My concerns come from the cases when the intermediate set $U$ is undecidable:
on one hand, it looks conceivable to me, to consider the decision problem "$S \subseteq U$" even when $U$ is undecidable. Is it so? (Can't you assume this uncomputable information known, and still have a reasonable well formulated "algorithmic" question of, say, second level?).
if so, it looks like that the undecidability of $U$ should make the decidability of "$S \subseteq U$" sensible to the context: eg. decidable if you assume the input in U, and undecidable if you assume the input in $\mathbb{N}$. Is it so? (If so, it would mean that this "relative decision problems" are not only not absurd, but also carry some kind of new algorithmic information, right?)

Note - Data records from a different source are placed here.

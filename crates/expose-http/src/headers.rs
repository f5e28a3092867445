// Copyright (c) 2025 Zensical and contributors

// SPDX-License-Identifier: MIT
// Third-party contributions licensed under DCO

// Permission is hereby granted, free of charge, to any person obtaining a copy
// of this software and associated documentation files (the "Software"), to
// deal in the Software without restriction, including without limitation the
// rights to use, copy, modify, merge, publish, distribute, sublicense, and/or
// sell copies of the Software, and to permit persons to whom the Software is
// furnished to do so, subject to the following conditions:

// The above copyright notice and this permission notice shall be included in
// all copies or substantial portions of the Software.

// THE SOFTWARE IS PROVIDED "AS IS", WITHOUT WARRANTY OF ANY KIND, EXPRESS OR
// IMPLIED, INCLUDING BUT NOT LIMITED TO THE WARRANTIES OF MERCHANTABILITY,
// FITNESS FOR A PARTICULAR PURPOSE AND NON-INFRINGEMENT. IN NO EVENT SHALL THE
// AUTHORS OR COPYRIGHT HOLDERS BE LIABLE FOR ANY CLAIM, DAMAGES OR OTHER
// LIABILITY, WHETHER IN AN ACTION OF CONTRACT, TORT OR OTHERWISE, ARISING
// FROM, OUT OF OR IN CONNECTION WITH THE SOFTWARE OR THE USE OR OTHER DEALINGS
// IN THE SOFTWARE.

// ----------------------------------------------------------------------------

//! HTTP headers.

use std::collections::BTreeMap;

use super::component::Header;

// ----------------------------------------------------------------------------
// Structs
// ----------------------------------------------------------------------------

/// HTTP headers.
///
/// Requests and responses share the same header map, which stores owned
/// values, so neither carries a lifetime.
///
/// # Examples
///
/// ```
/// use expose_http::{Header, Headers};
///
/// // Create header map and add header
/// let mut headers = Headers::new();
/// headers.insert(Header::ContentType, "text/json");
/// assert_eq!(headers.get(Header::ContentType), Some("text/json"));
/// ```
#[derive(Clone, Debug, Default, PartialEq, Eq)]
pub struct Headers {
    /// Ordered map of headers.
    inner: BTreeMap<Header, String>,
}

// ----------------------------------------------------------------------------
// Implementations
// ----------------------------------------------------------------------------

impl Headers {
    /// Creates a header map.
    #[inline]
    #[must_use]
    pub fn new() -> Self {
        Self::default()
    }

    /// Returns the value for the given header.
    #[inline]
    #[must_use]
    pub fn get(&self, header: Header) -> Option<&str> {
        self.inner.get(&header).map(String::as_str)
    }

    /// Inserts a header, replacing and returning any previous value.
    #[allow(clippy::needless_pass_by_value)]
    #[inline]
    pub fn insert<V>(&mut self, header: Header, value: V) -> Option<String>
    where
        V: ToString,
    {
        self.inner.insert(header, value.to_string())
    }
}
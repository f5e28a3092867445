// Copyright (c) 2025 Zensical and contributors

// SPDX-License-Identifier: MIT
// Third-party contributions licensed under DCO

// Permission is hereby granted, free of charge, to any person obtaining a copy
// of this software and associated documentation files (the "Software"), to
// deal in the Software without restriction, including without limitation the
// rights to use, copy, modify, merge, publish, distribute, sublicense, and/or
// sell copies of the Software, and to permit persons to whom the Software is
// furnished to do so, subject to the following conditions:

// The above copyright notice and this permission notice shall be included in
// all copies or substantial portions of the Software.

// THE SOFTWARE IS PROVIDED "AS IS", WITHOUT WARRANTY OF ANY KIND, EXPRESS OR
// IMPLIED, INCLUDING BUT NOT LIMITED TO THE WARRANTIES OF MERCHANTABILITY,
// FITNESS FOR A PARTICULAR PURPOSE AND NON-INFRINGEMENT. IN NO EVENT SHALL THE
// AUTHORS OR COPYRIGHT HOLDERS BE LIABLE FOR ANY CLAIM, DAMAGES OR OTHER
// LIABILITY, WHETHER IN AN ACTION OF CONTRACT, TORT OR OTHERWISE, ARISING
// FROM, OUT OF OR IN CONNECTION WITH THE SOFTWARE OR THE USE OR OTHER DEALINGS
// IN THE SOFTWARE.

// ----------------------------------------------------------------------------

//! Environment.

use minijinja::Value;

use super::error::Result;

mod config;
mod loader;
mod templates;

pub use config::Config;
pub use templates::Templates;

// ----------------------------------------------------------------------------
// Type aliases
// ----------------------------------------------------------------------------

/// Renderer, turning a value into the rendered output.
pub type Renderer<'a> = Box<dyn Fn(Value) -> Result<String> + 'a>;

// ----------------------------------------------------------------------------
// Traits
// ----------------------------------------------------------------------------

/// Environment.
///
/// The environment is handed to every action, and supplies the renderers that
/// a [`TemplateView`][] uses to turn plain values into responses. [`Templates`]
/// is the MiniJinja-backed implementation, but anything that can resolve a
/// template name to a renderer will do.
///
/// [`TemplateView`]: crate::TemplateView
pub trait Environment {
    /// Returns the renderer for the template with the given name.
    fn get_renderer(&self, name: &str) -> Result<Renderer<'_>>;
}
// Copyright (c) 2025 Zensical and contributors

// SPDX-License-Identifier: MIT
// Third-party contributions licensed under DCO

// Permission is hereby granted, free of charge, to any person obtaining a copy
// of this software and associated documentation files (the "Software"), to
// deal in the Software without restriction, including without limitation the
// rights to use, copy, modify, merge, publish, distribute, sublicense, and/or
// sell copies of the Software, and to permit persons to whom the Software is
// furnished to do so, subject to the following conditions:

// The above copyright notice and this permission notice shall be included in
// all copies or substantial portions of the Software.

// THE SOFTWARE IS PROVIDED "AS IS", WITHOUT WARRANTY OF ANY KIND, EXPRESS OR
// IMPLIED, INCLUDING BUT NOT LIMITED TO THE WARRANTIES OF MERCHANTABILITY,
// FITNESS FOR A PARTICULAR PURPOSE AND NON-INFRINGEMENT. IN NO EVENT SHALL THE
// AUTHORS OR COPYRIGHT HOLDERS BE LIABLE FOR ANY CLAIM, DAMAGES OR OTHER
// LIABILITY, WHETHER IN AN ACTION OF CONTRACT, TORT OR OTHERWISE, ARISING
// FROM, OUT OF OR IN CONNECTION WITH THE SOFTWARE OR THE USE OR OTHER DEALINGS
// IN THE SOFTWARE.

// ----------------------------------------------------------------------------

//! Template view.

use expose_http::response::TEXT_PLAIN;
use expose_http::{Method, Request, Response, ResponseExt};
use minijinja::Value;
use std::fmt;
use std::sync::Arc;

use crate::action::{Action, Params};
use crate::binding::{Binding, BindingFactory};
use crate::env::Environment;
use crate::error::{Error, Result};
use crate::reply::Reply;

use super::View;

// ----------------------------------------------------------------------------
// Enums
// ----------------------------------------------------------------------------

/// Template.
///
/// Either the name of a template that is looked up in the [`Environment`] at
/// render time, or a transform that renders the value directly.
#[derive(Clone)]
pub enum Template {
    /// Template name.
    Name(String),
    /// Template transform.
    Transform(Arc<dyn Fn(Value) -> Result<String> + Send + Sync>),
}

// ----------------------------------------------------------------------------
// Structs
// ----------------------------------------------------------------------------

/// Template view.
///
/// Like [`View`], but if the reply of the action isn't a formed response, the
/// value is rendered with the configured [`Template`], and the output wrapped
/// in a response, using the view's content type if set, or plain text.
///
/// Rendered responses carry the view's content type, so views registered with
/// [`expose_html`][] answer with `text/html` unless overridden.
///
/// [`expose_html`]: crate::expose_html
///
/// # Examples
///
/// ```
/// # use std::error::Error;
/// # fn main() -> Result<(), Box<dyn Error>> {
/// use expose::http::Request;
/// use expose::{Action, Environment, Params, Reply, TemplateView, Templates};
///
/// fn hello(_: &dyn Environment, _: &Request, _: &Params) -> Reply {
///     Reply::value("world")
/// }
///
/// // Create environment and view
/// let mut env = Templates::new();
/// env.add_template("hello.html", "<h1>Hello, {{ value }}!</h1>")?;
/// let view = TemplateView::new("hello", hello)
///     .template("hello.html")
///     .content_type("text/html");
///
/// // Invoke view
/// let reply = view.call(&env, &Request::new(), &Params::new())?;
/// let res = reply.into_response().expect("rendered");
/// assert_eq!(res.body, b"<h1>Hello, world!</h1>");
/// assert_eq!(res.content_type(), Some("text/html"));
/// # Ok(())
/// # }
/// ```
#[derive(Debug)]
pub struct TemplateView<A> {
    /// Wrapped view.
    view: View<A>,
    /// Template to render values with.
    template: Option<Template>,
}

// ----------------------------------------------------------------------------
// Implementations
// ----------------------------------------------------------------------------

impl Template {
    /// Creates a template from a transform.
    pub fn transform<F>(f: F) -> Self
    where
        F: Fn(Value) -> Result<String> + Send + Sync + 'static,
    {
        Template::Transform(Arc::new(f))
    }

    /// Renders the given value.
    pub fn render(
        &self, env: &dyn Environment, value: Value,
    ) -> Result<String> {
        match self {
            Template::Name(name) => {
                let render = env.get_renderer(name)?;
                render(value)
            }
            Template::Transform(f) => f(value),
        }
    }
}

impl<A> TemplateView<A>
where
    A: Action,
{
    /// Creates a template view answering `GET`, without a template.
    pub fn new<N>(name: N, action: A) -> Self
    where
        N: Into<String>,
    {
        Self {
            view: View::new(name, action),
            template: None,
        }
    }

    /// Replaces the methods the view answers.
    #[must_use]
    pub fn methods<I>(mut self, methods: I) -> Self
    where
        I: IntoIterator<Item = Method>,
    {
        self.view = self.view.methods(methods);
        self
    }

    /// Sets the content type the view produces.
    #[must_use]
    pub fn content_type<C>(mut self, content_type: C) -> Self
    where
        C: Into<String>,
    {
        self.view = self.view.content_type(content_type);
        self
    }

    /// Sets the template to render values with.
    #[must_use]
    pub fn template<T>(mut self, template: T) -> Self
    where
        T: Into<Template>,
    {
        self.template = Some(template.into());
        self
    }

    /// Returns the view name.
    #[inline]
    #[must_use]
    pub fn name(&self) -> &str {
        self.view.name()
    }
}

// ----------------------------------------------------------------------------
// Trait implementations
// ----------------------------------------------------------------------------

impl<A> Action for TemplateView<A>
where
    A: Action,
{
    /// Invokes the action and renders its value, if necessary.
    ///
    /// # Errors
    ///
    /// Errors of the action and the renderer are propagated unmodified. If the
    /// action replies with a value, but no template is configured, this method
    /// returns [`Error::MissingTemplate`].
    fn call(
        &self, env: &dyn Environment, req: &Request, params: &Params,
    ) -> Result<Reply> {
        let value = match self.view.call(env, req, params)? {
            Reply::Response(res) => return Ok(Reply::Response(res)),
            Reply::Value(value) => value,
        };

        // Render the value, and wrap the output in a response
        let template = self
            .template
            .as_ref()
            .ok_or_else(|| Error::MissingTemplate(self.name().to_string()))?;
        let body = template.render(env, value)?;
        let content_type =
            self.view.content_type.as_deref().unwrap_or(TEXT_PLAIN);
        Ok(Reply::Response(Response::from_body(body, content_type)))
    }
}

impl<A> BindingFactory for TemplateView<A>
where
    A: Action,
{
    fn get_bindings(self: Arc<Self>) -> Vec<Binding> {
        let action: Arc<dyn Action> = self.clone();
        self.view.bind(&action)
    }
}

// ----------------------------------------------------------------------------

impl From<&str> for Template {
    #[inline]
    fn from(name: &str) -> Self {
        Template::Name(name.to_string())
    }
}

impl From<String> for Template {
    #[inline]
    fn from(name: String) -> Self {
        Template::Name(name)
    }
}

impl fmt::Debug for Template {
    /// Formats the template for debugging.
    fn fmt(&self, f: &mut fmt::Formatter<'_>) -> fmt::Result {
        match self {
            Template::Name(name) => f.debug_tuple("Name").field(name).finish(),
            Template::Transform(_) => f.write_str("Transform"),
        }
    }
}

// ----------------------------------------------------------------------------
// Tests
// ----------------------------------------------------------------------------

#[cfg(test)]
mod tests {
    use expose_http::Status;

    use super::*;
    use crate::Templates;

    fn listing(_: &dyn Environment, _: &Request, _: &Params) -> Reply {
        Reply::value(["a", "b"])
    }

    fn redirect(_: &dyn Environment, _: &Request, _: &Params) -> Response {
        Response::from_status(Status::NoContent)
    }

    #[test]
    fn test_responses_skip_rendering() {
        let env = Templates::new();
        let view = TemplateView::new("gone", redirect).template("missing.html");
        let reply = view.call(&env, &Request::new(), &Params::new());
        let res = reply.ok().and_then(Reply::into_response);
        assert_eq!(res.map(|res| res.status), Some(Status::NoContent));
    }

    #[test]
    fn test_named_template_uses_environment() {
        let mut env = Templates::new();
        env.add_template("list.txt", "{{ value | join('+') }}")
            .expect("template");
        let view = TemplateView::new("listing", listing).template("list.txt");
        let res = view
            .call(&env, &Request::new(), &Params::new())
            .ok()
            .and_then(Reply::into_response)
            .expect("response");
        assert_eq!(res.body, b"a+b");
        assert_eq!(res.content_type(), Some(TEXT_PLAIN));
    }

    #[test]
    fn test_transform_bypasses_environment() {
        let env = Templates::new();
        let view = TemplateView::new("listing", listing)
            .content_type("text/csv")
            .template(Template::transform(|value| {
                let items = value
                    .try_iter()?
                    .map(|item| item.to_string())
                    .collect::<Vec<_>>();
                Ok(items.join(","))
            }));
        let res = view
            .call(&env, &Request::new(), &Params::new())
            .ok()
            .and_then(Reply::into_response)
            .expect("response");
        assert_eq!(res.body, b"a,b");
        assert_eq!(res.content_type(), Some("text/csv"));
    }

    #[test]
    fn test_missing_template() {
        let env = Templates::new();
        let view = TemplateView::new("listing", listing);
        let err = view.call(&env, &Request::new(), &Params::new());
        assert!(matches!(
            err,
            Err(Error::MissingTemplate(name)) if name == "listing"
        ));
    }

    #[test]
    fn test_render_errors_propagate() {
        let env = Templates::new();
        let view = TemplateView::new("listing", listing).template("nope.html");
        let err = view.call(&env, &Request::new(), &Params::new());
        assert!(matches!(err, Err(Error::Template(_))));
    }

    #[test]
    fn test_bindings_invoke_template_view() {
        let env = Templates::new();
        let view = TemplateView::new("listing", listing)
            .methods([Method::Get, Method::Head])
            .template(Template::transform(|_| Ok(String::from("rendered"))));
        let bindings = Arc::new(view).get_bindings();
        assert_eq!(bindings.len(), 2);
        for binding in bindings {
            let res = binding
                .call(&env, &Request::new(), &Params::new())
                .ok()
                .and_then(Reply::into_response)
                .expect("response");
            assert_eq!(res.body, b"rendered");
        }
    }
}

If the answer to the former questions is YES (which is mi initial guess) and the "relative decision problem" makes sense, then I'd like to know which is the appropiate context to formulate it. In particular, since I want the algorithmic question to be well formulated, I should need a reasonable description of the input set for this "second level" algorithm. But the input set is undecidable by assumption, so... how to do it?
Thank you in advance.
I think what you want is related to the notion of computable separability.
Two sets $A,B$ are separable if there exists some computable (partial) $f$ which evaluates $0$ on $A$ and $1$ on $B$. (Note: no requirements on $\mathbb{N}\setminus (A \cup B)$.)
In your case, to "relatively decide" $S \subseteq U \subseteq \mathbb{N}$ seems to be equivalent to separating $S$ and $U \setminus S$.